It Is Easy Being Green
It Is Easy Being Green
By Marian Jansen op de Haar
As Kermit sings it, it’s not easy being green. While the famed frog was lamenting the color of his skin, today many people are feeling a similar frustration in their attempts to “go green.” Fortunately, the eco-movement has opened up new possibilities and options for individuals who are looking to reduce their carbon footprint. More and more wineries are embracing sustainable farming methods, making the search for “green” wine not as difficult as one might think.

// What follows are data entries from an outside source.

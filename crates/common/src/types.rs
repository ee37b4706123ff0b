use glam::{EulerRot, Mat4, Quat, Vec3};
use serde::{Deserialize, Serialize};
use uuid::Uuid;

/// Stable handle for an entity in the scene registry.
#[derive(Debug, Clone, Copy, PartialEq, Eq, Hash, PartialOrd, Ord, Serialize, Deserialize)]
pub struct EntityId(pub Uuid);

impl EntityId {
    pub fn new() -> Self {
        Self(Uuid::new_v4())
    }

    /// First eight hex digits, for log lines and inspector labels.
    pub fn short(&self) -> String {
        self.0.to_string()[..8].to_string()
    }
}

impl Default for EntityId {
    fn default() -> Self {
        Self::new()
    }
}

/// Spatial transform: position, rotation, scale.
///
/// Rotation is stored as XYZ Euler angles in radians so that per-axis
/// accumulation (`rotation.x += delta`) stays exact frame after frame.
#[derive(Debug, Clone, Copy, PartialEq, Serialize, Deserialize)]
pub struct Transform {
    pub position: Vec3,
    pub rotation: Vec3,
    pub scale: Vec3,
}

impl Default for Transform {
    fn default() -> Self {
        Self {
            position: Vec3::ZERO,
            rotation: Vec3::ZERO,
            scale: Vec3::ONE,
        }
    }
}

impl Transform {
    pub fn from_position(position: Vec3) -> Self {
        Self {
            position,
            ..Self::default()
        }
    }

    pub fn quat(&self) -> Quat {
        Quat::from_euler(EulerRot::XYZ, self.rotation.x, self.rotation.y, self.rotation.z)
    }

    /// Local-to-world matrix (scale, then rotate, then translate).
    pub fn matrix(&self) -> Mat4 {
        Mat4::from_scale_rotation_translation(self.scale, self.quat(), self.position)
    }
}

/// A partial transform update. Unset components are left untouched.
#[derive(Debug, Clone, Copy, Default, PartialEq)]
pub struct TransformPatch {
    pub position: [Option<f32>; 3],
    pub rotation: [Option<f32>; 3],
    pub scale: [Option<f32>; 3],
}

impl TransformPatch {
    pub fn new() -> Self {
        Self::default()
    }

    pub fn with_position(mut self, p: Vec3) -> Self {
        self.position = [Some(p.x), Some(p.y), Some(p.z)];
        self
    }

    pub fn with_rotation(mut self, r: Vec3) -> Self {
        self.rotation = [Some(r.x), Some(r.y), Some(r.z)];
        self
    }

    pub fn with_scale(mut self, s: Vec3) -> Self {
        self.scale = [Some(s.x), Some(s.y), Some(s.z)];
        self
    }

    pub fn position_x(mut self, v: f32) -> Self {
        self.position[0] = Some(v);
        self
    }

    pub fn position_y(mut self, v: f32) -> Self {
        self.position[1] = Some(v);
        self
    }

    pub fn position_z(mut self, v: f32) -> Self {
        self.position[2] = Some(v);
        self
    }

    pub fn rotation_y(mut self, v: f32) -> Self {
        self.rotation[1] = Some(v);
        self
    }

    pub fn is_empty(&self) -> bool {
        self.position
            .iter()
            .chain(&self.rotation)
            .chain(&self.scale)
            .all(Option::is_none)
    }

    /// Write the set components into `t`.
    pub fn apply(&self, t: &mut Transform) {
        apply_axes(&mut t.position, &self.position);
        apply_axes(&mut t.rotation, &self.rotation);
        apply_axes(&mut t.scale, &self.scale);
    }
}

fn apply_axes(target: &mut Vec3, axes: &[Option<f32>; 3]) {
    if let Some(x) = axes[0] {
        target.x = x;
    }
    if let Some(y) = axes[1] {
        target.y = y;
    }
    if let Some(z) = axes[2] {
        target.z = z;
    }
}

#[cfg(test)]
mod tests {
    use super::*;

    #[test]
    fn entity_id_uniqueness() {
        let a = EntityId::new();
        let b = EntityId::new();
        assert_ne!(a, b);
        assert_eq!(a.short().len(), 8);
    }

    #[test]
    fn transform_default_is_identity() {
        let t = Transform::default();
        assert_eq!(t.position, Vec3::ZERO);
        assert_eq!(t.rotation, Vec3::ZERO);
        assert_eq!(t.scale, Vec3::ONE);
        assert_eq!(t.matrix(), Mat4::IDENTITY);
    }

    #[test]
    fn patch_touches_only_set_axes() {
        let mut t = Transform::from_position(Vec3::new(1.0, 2.0, 3.0));
        TransformPatch::new().position_y(10.0).apply(&mut t);
        assert_eq!(t.position, Vec3::new(1.0, 10.0, 3.0));
        assert_eq!(t.scale, Vec3::ONE);
    }

    #[test]
    fn empty_patch_is_noop() {
        let patch = TransformPatch::new();
        assert!(patch.is_empty());
        let mut t = Transform::from_position(Vec3::X);
        patch.apply(&mut t);
        assert_eq!(t, Transform::from_position(Vec3::X));
    }

    #[test]
    fn matrix_applies_translation_last() {
        let t = Transform {
            position: Vec3::new(0.0, 5.0, 0.0),
            rotation: Vec3::new(0.0, std::f32::consts::FRAC_PI_2, 0.0),
            scale: Vec3::splat(2.0),
        };
        let p = t.matrix().transform_point3(Vec3::X);
        // +X rotated a quarter turn about Y lands on -Z, doubled, then lifted.
        assert!((p - Vec3::new(0.0, 5.0, -2.0)).length() < 1e-5);
    }
}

What was once thought of as a unique trend among a select few boutique wineries that produced organic or biodynamic wines, sustainable viticulture (while maybe not all organic) has certainly evolved to be less of a rarity. Organizations such as the Napa Valley Sustainable Winegrowing Group have sprung up throughout wine regions to support growing practices that are both environmentally sound and economically viable. In 2006, the California Sustainable Winegrowing Alliance reported a 24 percent increase in the number of wineries adopting sustainable practices.
Sustainable agriculture developed out of the green revolution of the 1950s and 1960s. Diametrically opposed to the growing trends that would eventually become “conventional” agriculture, this movement looked for better ways to meet the food needs of an expanding world population without damaging the ecosystem. While organic farming is perhaps the best-known type of sustainable agriculture, farms do not need to be organic certified to participate in sustainable practices. Other methods, including Integrated Pest Management (IPM) which controls pests with natural predators among other things, and biodynamics, also fall under the umbrella of sustainable agriculture.
Developed in the 1920s by Dr. Rudolf Steiner, biodynamics gave impetus to the organic movement. It strives to balance the interrelationship between the soil, plants and animals on the farm so that they work as a closed, self-nourishing system. Because of this, many proponents of biodynamic viticulture argue that this method brings out purer fruit flavors and the true terroir in grapes.
So what exactly do all these buzz words mean for your bottle of Pinot Blanc? Basically it means the wine you’re already drinking may be greener than you realize. As opposed to many produce farmers who are quick to point out that their products are organic, few wineries use the organically-grown label, feeling that is has little to no marketing power for their brands that already have strong customer loyalty. However, if you’re committed to buying green, here are some wines that fit the bill.
Founded in 1972, Joseph Phelps Vineyards grows mainly Cabernet Sauvignon, Chardonnay, and Rhone varietals using biodynamic practices. See for yourself and try their Joseph Phelps, Cabernet Sauvignon, Napa Valley, 2003. Bright in taste, dark in color, this wine has spicy notes of cinnamon and licorice with cherry and currant fruit. Creamy with balanced tannins make this wine fresh and delightful.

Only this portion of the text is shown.